• [YOUR INSTRUCTIONS]
Return only those lines of the material that contain "StageEvent".

• [DATASET CONTENT]
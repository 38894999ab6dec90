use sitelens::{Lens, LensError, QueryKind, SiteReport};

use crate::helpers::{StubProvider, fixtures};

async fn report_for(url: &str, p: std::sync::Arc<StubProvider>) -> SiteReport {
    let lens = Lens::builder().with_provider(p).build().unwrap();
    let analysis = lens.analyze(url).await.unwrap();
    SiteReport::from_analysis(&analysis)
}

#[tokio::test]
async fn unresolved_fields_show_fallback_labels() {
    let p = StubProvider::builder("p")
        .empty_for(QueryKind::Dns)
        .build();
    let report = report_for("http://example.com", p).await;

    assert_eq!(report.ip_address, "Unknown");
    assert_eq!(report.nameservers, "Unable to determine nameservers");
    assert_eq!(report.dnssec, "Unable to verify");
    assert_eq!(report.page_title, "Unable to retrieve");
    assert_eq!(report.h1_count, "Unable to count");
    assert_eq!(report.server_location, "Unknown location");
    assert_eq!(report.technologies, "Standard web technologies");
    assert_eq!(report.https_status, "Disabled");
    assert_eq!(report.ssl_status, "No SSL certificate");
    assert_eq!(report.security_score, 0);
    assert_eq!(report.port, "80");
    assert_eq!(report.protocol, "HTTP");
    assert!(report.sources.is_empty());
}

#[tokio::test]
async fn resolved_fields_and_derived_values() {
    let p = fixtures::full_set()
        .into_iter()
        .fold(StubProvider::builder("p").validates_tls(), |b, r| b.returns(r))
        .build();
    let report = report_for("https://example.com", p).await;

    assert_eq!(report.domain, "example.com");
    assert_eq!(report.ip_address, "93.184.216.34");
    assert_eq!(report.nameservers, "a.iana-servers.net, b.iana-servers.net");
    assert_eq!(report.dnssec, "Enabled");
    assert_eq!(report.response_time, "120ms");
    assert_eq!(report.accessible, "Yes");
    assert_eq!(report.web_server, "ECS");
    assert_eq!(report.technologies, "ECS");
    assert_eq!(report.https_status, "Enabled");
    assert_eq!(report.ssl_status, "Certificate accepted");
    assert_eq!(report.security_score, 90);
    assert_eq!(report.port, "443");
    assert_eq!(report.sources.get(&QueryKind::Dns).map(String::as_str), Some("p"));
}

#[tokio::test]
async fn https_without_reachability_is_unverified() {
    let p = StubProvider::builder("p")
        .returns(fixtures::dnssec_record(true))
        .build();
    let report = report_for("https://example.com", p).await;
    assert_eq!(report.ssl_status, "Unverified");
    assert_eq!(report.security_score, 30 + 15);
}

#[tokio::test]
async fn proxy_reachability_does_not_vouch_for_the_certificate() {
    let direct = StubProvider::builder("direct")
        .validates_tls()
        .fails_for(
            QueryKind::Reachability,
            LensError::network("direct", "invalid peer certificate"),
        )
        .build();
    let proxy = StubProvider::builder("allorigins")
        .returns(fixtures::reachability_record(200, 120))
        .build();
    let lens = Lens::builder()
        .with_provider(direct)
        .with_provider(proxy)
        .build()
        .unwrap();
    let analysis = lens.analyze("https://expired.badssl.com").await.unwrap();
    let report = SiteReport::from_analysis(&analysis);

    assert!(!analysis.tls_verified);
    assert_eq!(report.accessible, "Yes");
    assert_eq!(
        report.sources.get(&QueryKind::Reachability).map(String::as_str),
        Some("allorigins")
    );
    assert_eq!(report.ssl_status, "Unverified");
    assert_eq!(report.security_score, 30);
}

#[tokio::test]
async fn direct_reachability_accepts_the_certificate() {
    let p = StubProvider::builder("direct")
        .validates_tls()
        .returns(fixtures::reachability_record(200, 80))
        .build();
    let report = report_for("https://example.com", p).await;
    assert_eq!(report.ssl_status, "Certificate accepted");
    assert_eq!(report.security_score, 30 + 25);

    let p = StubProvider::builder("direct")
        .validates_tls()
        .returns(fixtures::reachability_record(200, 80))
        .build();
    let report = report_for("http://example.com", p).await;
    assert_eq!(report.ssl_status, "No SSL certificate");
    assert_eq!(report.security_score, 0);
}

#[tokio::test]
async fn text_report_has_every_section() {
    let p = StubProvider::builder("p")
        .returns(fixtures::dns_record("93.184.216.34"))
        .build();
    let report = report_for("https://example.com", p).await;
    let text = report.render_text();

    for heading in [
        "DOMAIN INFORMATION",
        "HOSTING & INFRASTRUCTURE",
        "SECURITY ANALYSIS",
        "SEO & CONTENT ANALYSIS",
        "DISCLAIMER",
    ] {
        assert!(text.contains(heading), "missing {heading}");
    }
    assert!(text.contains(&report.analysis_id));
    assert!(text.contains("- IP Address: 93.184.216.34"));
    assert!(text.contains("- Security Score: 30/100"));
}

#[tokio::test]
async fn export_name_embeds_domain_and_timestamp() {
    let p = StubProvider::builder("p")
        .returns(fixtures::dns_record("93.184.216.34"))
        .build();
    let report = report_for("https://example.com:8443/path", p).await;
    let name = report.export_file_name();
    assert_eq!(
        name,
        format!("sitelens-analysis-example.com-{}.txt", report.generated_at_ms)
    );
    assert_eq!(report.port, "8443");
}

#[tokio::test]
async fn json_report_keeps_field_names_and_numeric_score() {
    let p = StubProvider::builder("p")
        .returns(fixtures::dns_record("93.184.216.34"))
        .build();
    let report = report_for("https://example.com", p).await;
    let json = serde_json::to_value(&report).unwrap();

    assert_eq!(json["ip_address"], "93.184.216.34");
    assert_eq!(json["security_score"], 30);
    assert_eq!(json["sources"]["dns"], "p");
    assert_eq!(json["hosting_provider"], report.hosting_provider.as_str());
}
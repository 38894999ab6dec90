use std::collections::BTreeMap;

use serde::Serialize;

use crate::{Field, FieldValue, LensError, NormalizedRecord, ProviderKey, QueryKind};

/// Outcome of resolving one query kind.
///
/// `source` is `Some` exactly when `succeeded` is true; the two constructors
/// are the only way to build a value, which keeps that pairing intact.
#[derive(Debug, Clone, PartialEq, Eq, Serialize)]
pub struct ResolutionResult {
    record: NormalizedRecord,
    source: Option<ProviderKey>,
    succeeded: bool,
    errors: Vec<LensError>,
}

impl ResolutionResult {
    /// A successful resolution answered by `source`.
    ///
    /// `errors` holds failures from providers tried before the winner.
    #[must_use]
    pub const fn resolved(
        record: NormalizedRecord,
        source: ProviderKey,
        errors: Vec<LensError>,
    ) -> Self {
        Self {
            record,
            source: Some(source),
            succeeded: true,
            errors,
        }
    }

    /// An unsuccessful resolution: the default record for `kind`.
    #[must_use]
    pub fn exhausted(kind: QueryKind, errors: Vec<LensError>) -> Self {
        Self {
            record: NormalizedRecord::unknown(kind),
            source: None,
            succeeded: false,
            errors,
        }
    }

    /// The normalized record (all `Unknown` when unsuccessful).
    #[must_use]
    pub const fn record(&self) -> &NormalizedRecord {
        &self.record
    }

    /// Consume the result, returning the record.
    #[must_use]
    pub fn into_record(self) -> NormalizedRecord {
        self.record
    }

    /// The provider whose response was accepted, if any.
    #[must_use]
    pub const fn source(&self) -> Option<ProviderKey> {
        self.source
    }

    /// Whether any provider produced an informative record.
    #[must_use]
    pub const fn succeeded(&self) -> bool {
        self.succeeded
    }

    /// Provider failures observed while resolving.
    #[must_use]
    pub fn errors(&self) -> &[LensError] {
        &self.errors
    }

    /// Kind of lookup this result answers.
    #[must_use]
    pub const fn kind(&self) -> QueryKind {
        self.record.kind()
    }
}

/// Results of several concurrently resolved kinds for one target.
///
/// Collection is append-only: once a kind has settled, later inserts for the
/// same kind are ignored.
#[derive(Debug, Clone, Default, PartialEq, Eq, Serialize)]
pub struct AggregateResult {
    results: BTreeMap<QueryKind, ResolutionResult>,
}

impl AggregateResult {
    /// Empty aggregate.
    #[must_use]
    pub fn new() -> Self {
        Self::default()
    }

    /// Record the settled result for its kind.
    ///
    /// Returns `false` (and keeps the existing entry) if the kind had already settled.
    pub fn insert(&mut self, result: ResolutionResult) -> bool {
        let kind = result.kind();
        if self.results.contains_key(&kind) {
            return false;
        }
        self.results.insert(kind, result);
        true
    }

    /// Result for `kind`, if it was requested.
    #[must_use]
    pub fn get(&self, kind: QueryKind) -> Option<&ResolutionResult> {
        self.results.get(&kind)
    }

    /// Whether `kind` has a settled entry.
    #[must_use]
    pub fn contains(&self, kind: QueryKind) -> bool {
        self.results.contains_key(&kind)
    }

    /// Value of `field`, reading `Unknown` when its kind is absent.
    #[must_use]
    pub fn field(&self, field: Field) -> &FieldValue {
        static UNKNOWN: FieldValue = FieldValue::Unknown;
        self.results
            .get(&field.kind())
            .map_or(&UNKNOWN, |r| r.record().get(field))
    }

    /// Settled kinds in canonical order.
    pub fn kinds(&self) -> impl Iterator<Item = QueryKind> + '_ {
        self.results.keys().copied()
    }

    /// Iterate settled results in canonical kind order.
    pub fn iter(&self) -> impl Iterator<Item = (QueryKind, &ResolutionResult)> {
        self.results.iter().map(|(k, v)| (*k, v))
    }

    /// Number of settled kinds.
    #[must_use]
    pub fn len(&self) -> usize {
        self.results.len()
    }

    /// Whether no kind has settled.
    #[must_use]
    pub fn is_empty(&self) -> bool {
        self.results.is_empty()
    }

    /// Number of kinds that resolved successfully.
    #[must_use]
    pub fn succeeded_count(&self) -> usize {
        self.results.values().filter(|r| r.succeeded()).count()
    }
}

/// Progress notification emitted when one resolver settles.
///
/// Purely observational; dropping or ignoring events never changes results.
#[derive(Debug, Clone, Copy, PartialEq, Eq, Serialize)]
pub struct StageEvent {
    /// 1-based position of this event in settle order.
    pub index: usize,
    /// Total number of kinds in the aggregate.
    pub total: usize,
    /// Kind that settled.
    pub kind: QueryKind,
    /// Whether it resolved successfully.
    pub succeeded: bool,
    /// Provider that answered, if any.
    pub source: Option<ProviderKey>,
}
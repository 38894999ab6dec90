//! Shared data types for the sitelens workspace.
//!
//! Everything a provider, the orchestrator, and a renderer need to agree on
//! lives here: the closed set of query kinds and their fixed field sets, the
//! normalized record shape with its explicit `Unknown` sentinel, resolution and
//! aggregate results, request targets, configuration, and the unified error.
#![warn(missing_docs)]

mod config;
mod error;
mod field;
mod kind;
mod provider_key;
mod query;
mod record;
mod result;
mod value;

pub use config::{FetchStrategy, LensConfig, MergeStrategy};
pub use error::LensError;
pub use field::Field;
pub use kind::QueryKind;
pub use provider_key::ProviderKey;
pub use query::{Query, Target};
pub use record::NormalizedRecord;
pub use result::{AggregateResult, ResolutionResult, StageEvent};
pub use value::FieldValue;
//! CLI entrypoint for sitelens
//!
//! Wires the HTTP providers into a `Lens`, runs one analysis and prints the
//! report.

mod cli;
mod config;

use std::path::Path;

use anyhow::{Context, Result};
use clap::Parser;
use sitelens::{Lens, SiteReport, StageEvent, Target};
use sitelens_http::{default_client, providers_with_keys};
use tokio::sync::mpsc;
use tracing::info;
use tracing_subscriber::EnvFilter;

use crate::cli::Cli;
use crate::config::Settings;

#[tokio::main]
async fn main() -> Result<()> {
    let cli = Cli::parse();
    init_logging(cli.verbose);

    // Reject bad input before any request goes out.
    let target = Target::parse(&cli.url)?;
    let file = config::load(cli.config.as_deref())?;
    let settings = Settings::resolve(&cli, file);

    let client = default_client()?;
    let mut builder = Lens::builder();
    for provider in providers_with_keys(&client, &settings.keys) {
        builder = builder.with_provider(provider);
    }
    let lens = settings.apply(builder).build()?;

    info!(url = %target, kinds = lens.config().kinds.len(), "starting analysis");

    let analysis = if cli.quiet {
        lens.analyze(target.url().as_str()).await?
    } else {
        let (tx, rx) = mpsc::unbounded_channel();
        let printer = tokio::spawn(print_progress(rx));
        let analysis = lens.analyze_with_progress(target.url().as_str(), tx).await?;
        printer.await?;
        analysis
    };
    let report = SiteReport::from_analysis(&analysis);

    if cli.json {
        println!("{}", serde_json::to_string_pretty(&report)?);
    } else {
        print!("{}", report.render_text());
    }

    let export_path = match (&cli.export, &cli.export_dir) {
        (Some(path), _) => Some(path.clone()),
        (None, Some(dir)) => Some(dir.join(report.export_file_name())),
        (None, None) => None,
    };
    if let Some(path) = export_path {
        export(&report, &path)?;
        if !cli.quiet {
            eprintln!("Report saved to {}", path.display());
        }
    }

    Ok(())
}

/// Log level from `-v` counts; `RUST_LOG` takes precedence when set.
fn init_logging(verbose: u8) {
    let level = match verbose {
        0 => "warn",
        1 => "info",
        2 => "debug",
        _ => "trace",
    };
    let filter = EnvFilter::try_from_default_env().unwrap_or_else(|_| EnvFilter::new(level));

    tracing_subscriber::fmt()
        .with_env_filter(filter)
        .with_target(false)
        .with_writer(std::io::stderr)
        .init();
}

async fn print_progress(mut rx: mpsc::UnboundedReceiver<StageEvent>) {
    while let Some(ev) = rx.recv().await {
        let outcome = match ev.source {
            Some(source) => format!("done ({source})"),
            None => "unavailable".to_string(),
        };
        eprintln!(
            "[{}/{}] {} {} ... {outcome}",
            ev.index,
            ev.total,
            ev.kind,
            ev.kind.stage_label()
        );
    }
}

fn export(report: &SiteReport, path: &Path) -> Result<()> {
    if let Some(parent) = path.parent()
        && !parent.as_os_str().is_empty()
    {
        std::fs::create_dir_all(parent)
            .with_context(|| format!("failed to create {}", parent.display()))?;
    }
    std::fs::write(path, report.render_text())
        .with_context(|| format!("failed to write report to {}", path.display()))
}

• [COMPLETED EXERCISE]
pub struct StageEvent {
pub use result::{AggregateResult, ResolutionResult, StageEvent};
use sitelens::{Lens, SiteReport, StageEvent, Target};
async fn print_progress(mut rx: mpsc::UnboundedReceiver<StageEvent>) {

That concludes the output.